Progression of cardiac hypertrophy to failure and development of many cardiomyopathies involves myocyte remodeling, disorganisation of cytoskeletal proteins and reduced energy metabolism. The mechanisms by which cytoskeletal disruption leads to mitochondrial dysfunction are poorly understood.Calcium influx through the L-type Ca2+ channel (LTCC) is a requirement for contraction in the heart. The LTCC can influence mitochondrial superoxide production, NADH production and metabolic activity in a calcium-dependent manner. Activation of the channel can also increase mitochondrial membrane potential (Ψm) in a calcium-independent manner. This response is dependent upon the cytoskeleton. We hypothesized that disruption of normal cytoskeletal architecture will result in altered communication between the LTCC and mitochondria. We investigated this hypothesis in the murine model of Duchenne Muscular Dystrophy(mdx).
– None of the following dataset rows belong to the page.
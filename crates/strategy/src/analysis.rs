//! Market regime and volume analysis
//!
//! Both readings are advisory: strategies use them to scale confidence, never
//! to produce a signal on their own.

use serde::{Deserialize, Serialize};

use crate::features::FeatureSnapshot;
use crate::indicators;

/// Broad market character over the recent window
#[derive(Debug, Clone, Copy, PartialEq, Eq, Hash, Serialize, Deserialize)]
#[serde(rename_all = "snake_case")]
pub enum MarketRegime {
    TrendingUp,
    TrendingDown,
    Ranging,
    Volatile,
    Quiet,
    Mixed,
}

impl MarketRegime {
    pub fn is_trending(&self) -> bool {
        matches!(self, MarketRegime::TrendingUp | MarketRegime::TrendingDown)
    }
}

#[derive(Debug, Clone, Copy, PartialEq)]
pub struct RegimeReading {
    pub regime: MarketRegime,
    pub confidence: f64,
    pub adx: f64,
    pub atr_percentile: f64,
}

/// Volume confirmation level
#[derive(Debug, Clone, Copy, PartialEq, Eq, Hash, Serialize, Deserialize)]
#[serde(rename_all = "snake_case")]
pub enum VolumeSignal {
    Strong,
    Normal,
    Weak,
    /// High volume without a matching price move
    Divergence,
}

#[derive(Debug, Clone, Copy, PartialEq)]
pub struct VolumeReading {
    pub signal: VolumeSignal,
    pub confidence: f64,
    pub ratio: f64,
}

const ADX_PERIOD: usize = 14;
const ATR_PERIOD: usize = 14;
const SLOPE_WINDOW: usize = 20;
const ATR_HISTORY: usize = 100;
const VOLUME_WINDOW: usize = 20;

/// Classify the regime from ADX, normalized close slope and ATR percentile
pub fn detect_regime(snapshot: &FeatureSnapshot) -> RegimeReading {
    let (high, low, close) = (snapshot.highs(), snapshot.lows(), snapshot.closes());

    // Missing ADX reads as a weak trend
    let adx = indicators::last_valid(&indicators::adx(high, low, close, ADX_PERIOD)).unwrap_or(20.0);

    let price = close.last().copied().unwrap_or(0.0);
    let window = &close[close.len().saturating_sub(SLOPE_WINDOW)..];
    let slope = if price > 0.0 {
        indicators::linear_slope(window) / price
    } else {
        0.0
    };

    let (mut regime, mut confidence) = if adx > 25.0 {
        if slope > 0.001 {
            (MarketRegime::TrendingUp, (adx / 50.0).min(0.95))
        } else if slope < -0.001 {
            (MarketRegime::TrendingDown, (adx / 50.0).min(0.95))
        } else {
            (MarketRegime::Mixed, 0.5)
        }
    } else if adx < 15.0 {
        (MarketRegime::Ranging, ((25.0 - adx) / 25.0).min(0.9))
    } else {
        (MarketRegime::Mixed, 0.5)
    };

    let atr: Vec<f64> = indicators::atr(high, low, close, ATR_PERIOD)
        .into_iter()
        .filter(|v| !v.is_nan())
        .collect();
    let atr_percentile = match atr.last() {
        Some(current) if atr.len() >= ATR_HISTORY => {
            indicators::percentile_rank(&atr[atr.len() - ATR_HISTORY..], *current)
        }
        _ => 0.5,
    };

    if atr_percentile > 0.8 {
        regime = MarketRegime::Volatile;
        confidence = atr_percentile;
    } else if atr_percentile < 0.2 {
        regime = MarketRegime::Quiet;
        confidence = 1.0 - atr_percentile;
    }

    RegimeReading {
        regime,
        confidence,
        adx,
        atr_percentile,
    }
}

/// Compare the latest volume with its 20-bar average
pub fn analyze_volume(snapshot: &FeatureSnapshot) -> VolumeReading {
    let volume = snapshot.volumes();
    let close = snapshot.closes();

    if volume.len() < VOLUME_WINDOW {
        return VolumeReading {
            signal: VolumeSignal::Normal,
            confidence: 0.5,
            ratio: 1.0,
        };
    }

    let current = volume[volume.len() - 1];
    let avg = indicators::mean(&volume[volume.len() - VOLUME_WINDOW..]);
    let ratio = if avg > 0.0 { current / avg } else { 1.0 };

    let change = indicators::pct_returns(&close[close.len() - 2..])
        .first()
        .copied()
        .unwrap_or(0.0);

    let (signal, confidence) = if ratio > 1.5 {
        if change.abs() > 0.015 {
            (VolumeSignal::Strong, (ratio / 2.0).min(0.95))
        } else {
            (VolumeSignal::Divergence, 0.7)
        }
    } else if ratio < 0.5 {
        (VolumeSignal::Weak, 0.3)
    } else {
        (VolumeSignal::Normal, 0.6)
    };

    VolumeReading {
        signal,
        confidence,
        ratio,
    }
}

#[cfg(test)]
mod tests {
    use super::*;
    use crate::features::test_support::*;

    #[test]
    fn test_steady_uptrend_reads_trending_up() {
        let closes: Vec<f64> = (0..60).map(|i| 100.0 + 2.0 * i as f64).collect();
        let reading = detect_regime(&snapshot(&closes));
        assert_eq!(reading.regime, MarketRegime::TrendingUp);
        assert!(reading.confidence > 0.5 && reading.confidence <= 0.95);
        // Fewer than 100 ATR values
        assert_eq!(reading.atr_percentile, 0.5);
    }

    #[test]
    fn test_steady_downtrend_reads_trending_down() {
        let closes: Vec<f64> = (0..60).map(|i| 300.0 - 2.0 * i as f64).collect();
        let reading = detect_regime(&snapshot(&closes));
        assert_eq!(reading.regime, MarketRegime::TrendingDown);
    }

    #[test]
    fn test_short_history_is_mixed() {
        let reading = detect_regime(&snapshot(&[100.0; 10]));
        assert_eq!(reading.regime, MarketRegime::Mixed);
        assert_eq!(reading.adx, 20.0);
    }

    #[test]
    fn test_volume_classification() {
        let closes = vec![100.0; 25];
        let mut volumes = vec![1_000.0; 25];

        let reading = analyze_volume(&FeatureSnapshot::new("T", bars_with_volume(&closes, &volumes)));
        assert_eq!(reading.signal, VolumeSignal::Normal);

        volumes[24] = 100.0;
        let reading = analyze_volume(&FeatureSnapshot::new("T", bars_with_volume(&closes, &volumes)));
        assert_eq!(reading.signal, VolumeSignal::Weak);

        // Surge on a flat close
        volumes[24] = 5_000.0;
        let reading = analyze_volume(&FeatureSnapshot::new("T", bars_with_volume(&closes, &volumes)));
        assert_eq!(reading.signal, VolumeSignal::Divergence);

        // Surge with a 3% move
        let mut moved = closes.clone();
        moved[24] = 103.0;
        let reading = analyze_volume(&FeatureSnapshot::new("T", bars_with_volume(&moved, &volumes)));
        assert_eq!(reading.signal, VolumeSignal::Strong);
        assert_eq!(reading.confidence, 0.95);
    }
}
Myocytes from 8 week old mdx mice that exhibit disorganised cytoskeletal protein networks but not yet overt cardiomyopathy, demonstrated significantly slower LTCC inactivation rate (26.2±1.8ms, n=13 vs 21.1±1.3ms, n=16; p<0.05) and significantly greater calcium influx (681±40nM, n=7 vs 432±51nM, n=5). However activation of the LTCC did not increase Ψm (n=6) or metabolic activity (measured as formation of formazan from tetrazolium salt) in mdx myocytes (n=8). Application of 4,4′diisothiocyano-2,2′-stilbenedisulfonic acid, that blocks anion transport mimicked the response of BayK(-) in control myocytes (n=4) and “restored” the increase in Ψm in mdx myocytes (n=4).The activities of the mitochondrial respiratory complexes were normal in mitochondria isolated from 8 week old mdx hearts and from 40 week old mdx hearts that had developed cardiomyopathy. We conclude that the communication between the L-type Ca2+ channel and mitochondria is altered in the dystrophin-deficient cardiomyocyte. This appears to involve an alteration in the association between the channel protein, actin filaments and mitochondrial anion transport and precedes the development of cardiomyopathy.